Acórdão do Tribunal da Relação de Coimbra
Processo:
991/05
Nº Convencional: JTRC
Relator: HELDER ROQUE
Descritores: ALEGAÇÕES
PRAZO
Data do Acordão: 01/25/2006
Votação: MAIORIA COM * VOT VENC
Tribunal Recurso: TRIBUNAL JUDICIAL DE AVEIRO
Texto Integral: S
Meio Processual: APELAÇÃO
Decisão: CONFIRMADA
Legislação Nacional: ARTIGOS 698.º, N.º 4 DO CÓDIGO DE PROCESSO CIVIL
Sumário: 1. Não se demonstrando que o recorrente tivesse feito uso indevido do mecanismo do alongamento do prazo para apresentação das alegações, em caso de reapreciação da prova gravada, com assento no artigo 698º, nº 6, para alcançar o objectivo ilegal do seu protelamento, a coberto do vício da má-fé processual, a que alude o artigo 456º, nº 2, d), ambos do CPC, não será precludida a faculdade legal de ver apreciado o restante do objecto da apelação.

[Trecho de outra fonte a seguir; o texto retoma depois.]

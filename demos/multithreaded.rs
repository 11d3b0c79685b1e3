use std::sync::Arc;
use std::thread;

use arbiter::{Context, DecisionTableBuilder};

fn main() {
    let table = Arc::new(
        DecisionTableBuilder::new()
            .break_on_match(true)
            .rule("minor", |r| r.when("user.age < 18").outcome("deny"))
            .rule("active", |r| r.when("user.status == 'active'").outcome("allow"))
            .build()
            .expect("failed to build decision table"),
    );

    let handles: Vec<_> = (0..4)
        .map(|i| {
            let t = Arc::clone(&table);
            thread::spawn(move || {
                let ctx = Context::new()
                    .set("user.age", 16_i64 + i64::from(i))
                    .set("user.status", "active");

                let result = t.evaluate(&ctx);
                println!("Thread {i}: {result:?}");
            })
        })
        .collect();

    for h in handles {
        h.join().unwrap();
    }
}
use std::sync::Arc;

use crate::expression::{CompiledExpression, ExpressionEvaluator};
use crate::{CompileError, Rule};

/// Compile every rule expression, in table order, failing on the first
/// empty or unparseable one.
pub(crate) fn compile(
    evaluator: &dyn ExpressionEvaluator,
    rules: &[Rule],
) -> Result<Vec<Arc<dyn CompiledExpression>>, CompileError> {
    rules
        .iter()
        .enumerate()
        .map(|(index, rule)| compile_rule(evaluator, index, rule))
        .collect()
}

fn compile_rule(
    evaluator: &dyn ExpressionEvaluator,
    index: usize,
    rule: &Rule,
) -> Result<Arc<dyn CompiledExpression>, CompileError> {
    if rule.expression.trim().is_empty() {
        return Err(CompileError::EmptyExpression {
            index,
            title: rule.title.clone(),
        });
    }
    evaluator
        .compile(&rule.expression)
        .map(Arc::from)
        .map_err(|source| CompileError::InvalidExpression {
            index,
            title: rule.title.clone(),
            expression: rule.expression.clone(),
            source,
        })
}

2. Ou seja, pode o recorrente aproveitar o prazo normal de alegações, acrescido de dez dias para a reapreciação da prova, mesmo que não venha a recorrer da decisão de facto, se não for provada a má fé processual.
Decisão Texto Integral: ACORDAM, EM CONFERÊNCIA, OS JUÍZES QUE CONSTITUEM O TRIBUNAL DA RELAÇÃO DE COIMBRA:


A ré, não se conformando com o despacho do Exº Relator, proferido a folhas 311 a 313, que julgou deserto o recurso que interpôs da sentença da 1ª instância, reclamou do mesmo para o Presidente do STJ e, caso não se entendesse ser esse o procedimento adequado, subsidiariamente, apresentou recuso de revista.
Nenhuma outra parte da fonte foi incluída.